I have been mulling over a New York Times article, "How to Raise a Creative Child. Step One: Back Off" by Adam Grant for a day or so. What particularly struck me was the quote "No one is forcing these luminary scientists to get involved in artistic hobbies. It’s a reflection of their curiosity. And sometimes, that curiosity leads them to flashes of insight." (Grant, n.p.)
While the article seems to be primarily geared toward parents, there is much in it I found useful. For one, it resonates a great deal with Howard Gardner's Unfolding vs. Teaching model.

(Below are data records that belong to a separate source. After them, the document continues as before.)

//! Fix-up symlinks for libraries applications `dlopen` under a name the
//! mounted SONAME doesn't carry, grounded in
//! `symlink_library`/`symlink_libraries` of `nvc_mount.c`.

use nvc_core::paths::SONAME_LIBCUDA;
use nvc_core::Result;
use std::path::Path;

/// Create `linkname` next to `mounted` (same directory), pointing at
/// `target`. `mounted` is the path the library was just bind-mounted
/// to inside the container, not its host source.
pub fn symlink_library(mounted: &Path, target: &str, linkname: &str, uid: u32, gid: u32) -> Result<()> {
    let dir = mounted.parent().unwrap_or_else(|| Path::new("/"));
    let link = dir.join(linkname);
    tracing::info!("creating symlink {} -> {}", link.display(), target);
    nvc_fs::file_create(&link, Some(Path::new(target)), uid, gid, 0o777)
}

/// Walk every path just mounted under the library directory and add
/// the three compatibility symlinks applications wrongly assume exist.
pub fn symlink_libraries(mounted: &[std::path::PathBuf], uid: u32, gid: u32) -> Result<()> {
    for path in mounted {
        let Some(lib) = path.file_name().and_then(|n| n.to_str()) else {
            continue;
        };
        if lib.starts_with("libcuda.so") {
            symlink_library(path, SONAME_LIBCUDA, "libcuda.so", uid, gid)?;
        } else if lib.starts_with("libGLX_nvidia.so") {
            symlink_library(path, lib, "libGLX_indirect.so.0", uid, gid)?;
        } else if lib.starts_with("libnvidia-opticalflow.so") {
            symlink_library(path, "libnvidia-opticalflow.so.1", "libnvidia-opticalflow.so", uid, gid)?;
        }
    }
    Ok(())
}

#[cfg(test)]
mod tests {
    use super::*;
    use tempfile::tempdir;

    #[test]
    fn libcuda_gets_unversioned_symlink() {
        let dir = tempdir().unwrap();
        let lib_dir = dir.path().join("usr/lib64");
        std::fs::create_dir_all(&lib_dir).unwrap();
        let mounted = lib_dir.join("libcuda.so.535.104.05");
        std::fs::write(&mounted, b"").unwrap();

        symlink_libraries(&[mounted], 0, 0).unwrap();

        let link = lib_dir.join("libcuda.so");
        assert_eq!(std::fs::read_link(&link).unwrap(), Path::new(SONAME_LIBCUDA));
    }

    #[test]
    fn glx_nvidia_gets_indirect_symlink() {
        let dir = tempdir().unwrap();
        let lib_dir = dir.path().join("usr/lib64");
        std::fs::create_dir_all(&lib_dir).unwrap();
        let mounted = lib_dir.join("libGLX_nvidia.so.0.535.104.05");
        std::fs::write(&mounted, b"").unwrap();

        symlink_libraries(&[mounted.clone()], 0, 0).unwrap();

        let link = lib_dir.join("libGLX_indirect.so.0");
        assert_eq!(std::fs::read_link(&link).unwrap().file_name().unwrap(), mounted.file_name().unwrap());
    }

    #[test]
    fn unrelated_library_gets_no_symlink() {
        let dir = tempdir().unwrap();
        let lib_dir = dir.path().join("usr/lib64");
        std::fs::create_dir_all(&lib_dir).unwrap();
        let mounted = lib_dir.join("libnvidia-ml.so.1");
        std::fs::write(&mounted, b"").unwrap();

        symlink_libraries(&[mounted], 0, 0).unwrap();

        assert!(!lib_dir.join("libnvidia-ml.so").exists());
    }
}
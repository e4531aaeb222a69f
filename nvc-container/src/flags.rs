//! Container option string parsing and validation, grounded in `options_parse`/`nvc_container_new`'s mode
//! checks in `nvc_container.c`. The bit layout itself lives in
//! `nvc_core::options::ContainerFlags` since it's shared data-model,
//! not container-specific logic.

pub use nvc_core::options::{ContainerFlags, CudaCompatMode};
use nvc_core::{NvcError, Result};

/// `container_opts`' default string: `"standalone no-cgroups no-devbind utility"`.
pub const DEFAULT_CONTAINER_OPTS: &str = "standalone no-cgroups no-devbind utility";

/// Parse a space-separated option string against the `container_opts`
/// name table (composite names like `utility`/`video` set several bits
/// at once, matching the original's table exactly).
pub fn parse(opts: &str) -> Result<ContainerFlags> {
    let mut flags = ContainerFlags::empty();
    for word in opts.split_whitespace() {
        let bits = match word {
            "supervised" => ContainerFlags::SUPERVISED,
            "standalone" => ContainerFlags::STANDALONE,
            "no-cgroups" => ContainerFlags::NO_CGROUPS,
            "no-devbind" => ContainerFlags::NO_DEVBIND,
            "utility" => ContainerFlags::UTILITY_BINS | ContainerFlags::UTILITY_LIBS,
            "compute" => ContainerFlags::COMPUTE_BINS | ContainerFlags::COMPUTE_LIBS,
            "video" => ContainerFlags::VIDEO_LIBS | ContainerFlags::COMPUTE_LIBS,
            "graphics" => ContainerFlags::GRAPHICS_LIBS,
            "display" => ContainerFlags::DISPLAY | ContainerFlags::GRAPHICS_LIBS,
            "ngx" => ContainerFlags::NGX_LIBS,
            "compat32" => ContainerFlags::COMPAT32,
            "cuda-compat-mode=disabled" => ContainerFlags::CUDA_COMPAT_MODE_DISABLED,
            "cuda-compat-mode=mount" => ContainerFlags::CUDA_COMPAT_MODE_MOUNT,
            "cuda-compat-mode=ldconfig" => ContainerFlags::CUDA_COMPAT_MODE_LDCONFIG,
            other => return Err(NvcError::ConfigInvalid(format!("unknown container option '{other}'"))),
        };
        flags |= bits;
    }
    Ok(flags)
}

/// Validate the supervised/standalone exclusivity invariant and
/// extract the resolved cuda-compat-mode, mirroring the mode-of-
/// operation check and `validate_cuda_compat_mode_flags` in
/// `nvc_container_new`.
pub fn validate(flags: ContainerFlags) -> Result<(ContainerFlags, CudaCompatMode)> {
    let supervised = flags.contains(ContainerFlags::SUPERVISED);
    let standalone = flags.contains(ContainerFlags::STANDALONE);
    if supervised == standalone {
        return Err(NvcError::ConfigInvalid("invalid mode of operation".into()));
    }
    let mode = flags.cuda_compat_mode()?;
    Ok((flags, mode))
}

#[cfg(test)]
mod tests {
    use super::*;

    #[test]
    fn default_opts_parse_to_standalone_no_cgroups_no_devbind_utility() {
        let flags = parse(DEFAULT_CONTAINER_OPTS).unwrap();
        assert_eq!(flags, ContainerFlags::default());
    }

    #[test]
    fn supervised_and_standalone_together_is_rejected() {
        let flags = parse("supervised standalone").unwrap();
        assert!(validate(flags).is_err());
    }

    #[test]
    fn neither_supervised_nor_standalone_is_rejected() {
        let flags = parse("utility").unwrap();
        assert!(validate(flags).is_err());
    }

    #[test]
    fn no_compat_mode_flag_defaults_to_mount() {
        let flags = parse("standalone").unwrap();
        let (_, mode) = validate(flags).unwrap();
        assert_eq!(mode, CudaCompatMode::Mount);
    }

    #[test]
    fn disabled_mode_is_honored() {
        let flags = parse("standalone cuda-compat-mode=disabled").unwrap();
        let (_, mode) = validate(flags).unwrap();
        assert_eq!(mode, CudaCompatMode::Disabled);
    }

    #[test]
    fn mount_and_ldconfig_together_is_rejected() {
        let flags = parse("standalone cuda-compat-mode=mount cuda-compat-mode=ldconfig").unwrap();
        assert!(validate(flags).is_err());
    }

    #[test]
    fn unknown_option_is_rejected() {
        assert!(parse("bogus-option").is_err());
    }
}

In his book Art, Mind, and Brain, Gardner compares students and arts education with a botanical analogy:
Unfolding is putting trust in a student as you put trust in a seed to grow at the rate it's supposed to grow and become the plant it's supposed to become. Teaching is more interactive: the teacher is the gardener who transplants a seedling to an environment in which it can flourish. The teacher cultivates it and gives it the necessary nutrients to survive and flourish. Gardner's proposition is that a blend of both approaches the ideal. This blend acknowledges the trust that each unique seed will unfold, while teaching provides necessary support. (Gardner, 208-217)
The combination of both the article in the Times and Gardener's theory helps me clarify what I mean when I say that the Hangar's education programs are process based, not product based. Of course, there are certain structures and techniques we as teaching artists much enforce, such as diction, projection, learning of stage directions, etc. However, putting trust in the students to bring much of their own exploration and play within a container that allows for rehearsal time and performance dates.
Many of the thousands of students the Hangar has reached do not go on to become actors. In fact, most of them don't. However, by providing space for them to play and explore provides them an invaluable service of allowing creativity into whatever they do which, as this article states, is crucial in their lives no matter what their vocation.
There are other education programs that are product based. They weed out only the "best" students, and by best I mean privileged kids who have been forced into hours of voice, dance, and acting lessons at an age where they really should be exploring and expanding, not being molded into anything. I am incredibly grateful that the Hangar is not this way.
The article may be found here:
Works Cited in this post:
Gardner, Howard. Art, Mind, and Brain: A Cognitive Approach to Creativity. New York: Basic, 1982. Print.
Grant, Adam. "How to Raise a Creative Child. Step One: Back Off." The New York Times. The New York Times, 30 Jan. 2016. Web. 03 Feb. 2016.